The measures governments implemented to offset the effects of lockdowns may have also contributed to inflation. Governments have passed major stimulus packages to keep the economy running. While these measures have been crucial in avoiding or limiting disastrous recessions, economists believe that they may have over-corrected, causing the economy to "over-heat," boosting demand at a rate too fast for the economy to adjust to.
Federal Reserve Interest Rates
In addition, since the 2008 financial crisis crashed the world economy, central banks have generally been keeping interest rates at historically low rates to encourage economic growth. Interest rates were even lower during the pandemic, hovering around 0%. However, prices began to rise around the middle of 2021, but the Federal Reserve did not begin raising interest rates until March 2022. As of February 2023, the interest rate in the US is 4.5-4.75%. Economists say that the Federal Reserve should have responded earlier to rising prices, instead of belatedly catching up so many months after the inflationary spiral began.

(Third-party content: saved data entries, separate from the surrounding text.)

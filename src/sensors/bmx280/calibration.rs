//! Factory calibration coefficients and the loader that reads them.
//!
//! The coefficient block lives at 0x88..0x9F as little-endian 16-bit
//! fields. The humidity-capable variant adds dig_H1 at 0xA1 and
//! dig_H2..dig_H6 at 0xE1..0xE7, where dig_H4 and dig_H5 share the 0xE5
//! register and have to be reassembled nibble by nibble.

use embedded_hal_async::i2c::I2c;

use super::{REG_CALIB_HUMIDITY, REG_CALIB_TP, REG_DIG_H1, Variant};
use crate::bus::Registers;

/// Humidity coefficients, present on the BME280 only.
///
/// dig_H4/dig_H5 are reassembled without sign extension of the packed
/// nibbles, matching the reference routines bit for bit.
#[derive(Debug, Clone, Copy, PartialEq, Eq, Default)]
pub struct HumidityCalibration {
    pub dig_h1: u8,
    pub dig_h2: i16,
    pub dig_h3: u8,
    pub dig_h4: i16,
    pub dig_h5: i16,
    pub dig_h6: i8,
}

impl HumidityCalibration {
    /// Assemble the humidity coefficients from dig_H1 and the raw
    /// 0xE1..0xE7 block.
    pub fn parse(dig_h1: u8, block: &[u8; 7]) -> Self {
        Self {
            dig_h1,
            dig_h2: i16::from_le_bytes([block[0], block[1]]),
            dig_h3: block[2],
            // 0xE4 holds dig_H4<11:4>, 0xE5<3:0> holds dig_H4<3:0>
            dig_h4: ((block[3] as i16) << 4) | (block[4] & 0x0F) as i16,
            // 0xE6 holds dig_H5<11:4>, 0xE5<7:4> holds dig_H5<3:0>
            dig_h5: ((block[5] as i16) << 4) | (block[4] >> 4) as i16,
            dig_h6: block[6] as i8,
        }
    }
}

/// Immutable calibration record for one physical sensor.
///
/// Loaded exactly once per device lifetime under the initialization gate
/// and owned by the device facade from then on.
#[derive(Debug, Clone, Copy, PartialEq, Eq, Default)]
pub struct CalibrationData {
    pub dig_t1: u16,
    pub dig_t2: i16,
    pub dig_t3: i16,

    pub dig_p1: u16,
    pub dig_p2: i16,
    pub dig_p3: i16,
    pub dig_p4: i16,
    pub dig_p5: i16,
    pub dig_p6: i16,
    pub dig_p7: i16,
    pub dig_p8: i16,
    pub dig_p9: i16,

    pub humidity: Option<HumidityCalibration>,
}

impl CalibrationData {
    /// Decode the temperature/pressure coefficient block read at 0x88.
    pub fn parse(block: &[u8; 24], humidity: Option<HumidityCalibration>) -> Self {
        let le_u16 = |offset: usize| u16::from_le_bytes([block[offset], block[offset + 1]]);
        let le_i16 = |offset: usize| i16::from_le_bytes([block[offset], block[offset + 1]]);

        Self {
            dig_t1: le_u16(0),
            dig_t2: le_i16(2),
            dig_t3: le_i16(4),
            dig_p1: le_u16(6),
            dig_p2: le_i16(8),
            dig_p3: le_i16(10),
            dig_p4: le_i16(12),
            dig_p5: le_i16(14),
            dig_p6: le_i16(16),
            dig_p7: le_i16(18),
            dig_p8: le_i16(20),
            dig_p9: le_i16(22),
            humidity,
        }
    }

    /// Read the full coefficient map for `variant` from the device.
    pub(crate) async fn read<I: I2c>(
        regs: &mut Registers<I>,
        variant: Variant,
    ) -> Result<Self, I::Error> {
        let mut block = [0u8; 24];
        regs.read_into(REG_CALIB_TP, &mut block).await?;

        let humidity = if variant.has_humidity() {
            let dig_h1 = regs.read_u8(REG_DIG_H1).await?;
            let mut hblock = [0u8; 7];
            regs.read_into(REG_CALIB_HUMIDITY, &mut hblock).await?;
            Some(HumidityCalibration::parse(dig_h1, &hblock))
        } else {
            None
        };

        Ok(Self::parse(&block, humidity))
    }
}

Russia's Invasion of Ukraine
Arguably, the biggest contributor to inflation has been Russia’s ongoing invasion of Ukraine which began in February 2022. North American and European sanctions on Russia in response to the war have caused a global fuel and gas shortage. Since fuel is such a hot commodity, the increase in its price will inevitably lead to large-scale price increases across the board. Russia has also restricted its sale of gas to Europe in retaliation. In addition, Russia and Ukraine were both the source of more than a quarter of the world’s wheat and grain. The war has caused severe food shortages worldwide, making food and crops more expensive.
Conclusion
With inflation levels at their current levels, economists fear that high-interest rates may again be necessary to achieve lower prices. For now, the Federal Reserve is keen to tame inflation without engineering a recession. The current chair, Jerome Powell, is hoping to time interest rate increases in such a way as to achieve a "soft landing," bringing inflation back down to 2% without a dramatic increase in unemployment.
However, the Volcker Shock still haunts economics as a lesson in the deadly costs it could take to achieve that goal. If the Fed's current strategy does not pay off, the US, and consequently, the world, may be due for another economic "shock" before prices return to normal.